Task material
···
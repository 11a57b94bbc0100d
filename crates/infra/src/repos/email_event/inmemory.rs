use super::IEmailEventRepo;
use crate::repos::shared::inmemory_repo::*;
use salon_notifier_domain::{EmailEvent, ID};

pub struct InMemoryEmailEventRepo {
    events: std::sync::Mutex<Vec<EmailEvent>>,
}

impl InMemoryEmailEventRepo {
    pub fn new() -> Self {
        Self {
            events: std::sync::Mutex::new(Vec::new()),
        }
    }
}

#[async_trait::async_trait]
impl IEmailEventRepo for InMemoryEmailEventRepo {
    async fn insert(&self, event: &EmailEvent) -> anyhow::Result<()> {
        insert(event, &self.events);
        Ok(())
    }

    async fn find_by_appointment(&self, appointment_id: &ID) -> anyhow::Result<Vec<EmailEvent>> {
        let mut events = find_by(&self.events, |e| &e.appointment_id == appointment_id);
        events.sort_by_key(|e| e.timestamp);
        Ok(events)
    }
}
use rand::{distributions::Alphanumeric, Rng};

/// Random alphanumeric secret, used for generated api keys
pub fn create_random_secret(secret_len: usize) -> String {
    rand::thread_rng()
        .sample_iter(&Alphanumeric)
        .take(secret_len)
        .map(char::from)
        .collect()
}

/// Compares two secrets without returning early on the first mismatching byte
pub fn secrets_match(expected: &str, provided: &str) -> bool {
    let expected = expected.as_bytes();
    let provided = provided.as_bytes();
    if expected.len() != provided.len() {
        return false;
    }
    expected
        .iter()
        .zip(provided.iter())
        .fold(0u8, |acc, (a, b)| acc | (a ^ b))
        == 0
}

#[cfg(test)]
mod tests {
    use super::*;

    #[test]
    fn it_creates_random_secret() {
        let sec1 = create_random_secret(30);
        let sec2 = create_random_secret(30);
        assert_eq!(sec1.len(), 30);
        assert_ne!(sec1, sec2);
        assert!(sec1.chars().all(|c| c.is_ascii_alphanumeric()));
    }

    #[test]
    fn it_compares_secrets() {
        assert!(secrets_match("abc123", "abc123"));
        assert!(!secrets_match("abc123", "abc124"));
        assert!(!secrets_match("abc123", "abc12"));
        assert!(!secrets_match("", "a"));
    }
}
···
Activity
Repeat all the material above, matching every character.

Task answer
repository 11a57b94bbc0100d
filename crates/infra/src/repos/email_event/inmemory.rs
use super::IEmailEventRepo;
use crate::repos::shared::inmemory_repo::*;
use salon_notifier_domain::{EmailEvent, ID};

pub struct InMemoryEmailEventRepo {
    events: std::sync::Mutex<Vec<EmailEvent>>,
}

impl InMemoryEmailEventRepo {
    pub fn new() -> Self {
        Self {
            events: std::sync::Mutex::new(Vec::new()),
        }
    }
}

#[async_trait::async_trait]
impl IEmailEventRepo for InMemoryEmailEventRepo {
    async fn insert(&self, event: &EmailEvent) -> anyhow::Result<()> {
        insert(event, &self.events);
        Ok(())
    }

    async fn find_by_appointment(&self, appointment_id: &ID) -> anyhow::Result<Vec<EmailEvent>> {
        let mut events = find_by(&self.events, |e| &e.appointment_id == appointment_id);
        events.sort_by_key(|e| e.timestamp);
        Ok(events)
    }
}
use rand::{distributions::Alphanumeric, Rng};

/// Random alphanumeric secret, used for generated api keys
pub fn create_random_secret(secret_len: usize) -> String {
    rand::thread_rng()
        .sample_iter(&Alphanumeric)
        .take(secret_len)
        .map(char::from)
        .collect()
}

/// Compares two secrets without returning early on the first mismatching byte
pub fn secrets_match(expected: &str, provided: &str) -> bool {
    let expected = expected.as_bytes();
    let provided = provided.as_bytes();
    if expected.len() != provided.len() {
        return false;
    }
    expected
        .iter()
        .zip(provided.iter())
        .fold(0u8, |acc, (a, b)| acc | (a ^ b))
        == 0
}

#[cfg(test)]
mod tests {
    use super::*;

    #[test]
    fn it_creates_random_secret() {
        let sec1 = create_random_secret(30);
        let sec2 = create_random_secret(30);
        assert_eq!(sec1.len(), 30);
        assert_ne!(sec1, sec2);
        assert!(sec1.chars().all(|c| c.is_ascii_alphanumeric()));
    }

    #[test]
    fn it_compares_secrets() {
        assert!(secrets_match("abc123", "abc123"));
        assert!(!secrets_match("abc123", "abc124"));
        assert!(!secrets_match("abc123", "abc12"));
        assert!(!secrets_match("", "a"));
    }
}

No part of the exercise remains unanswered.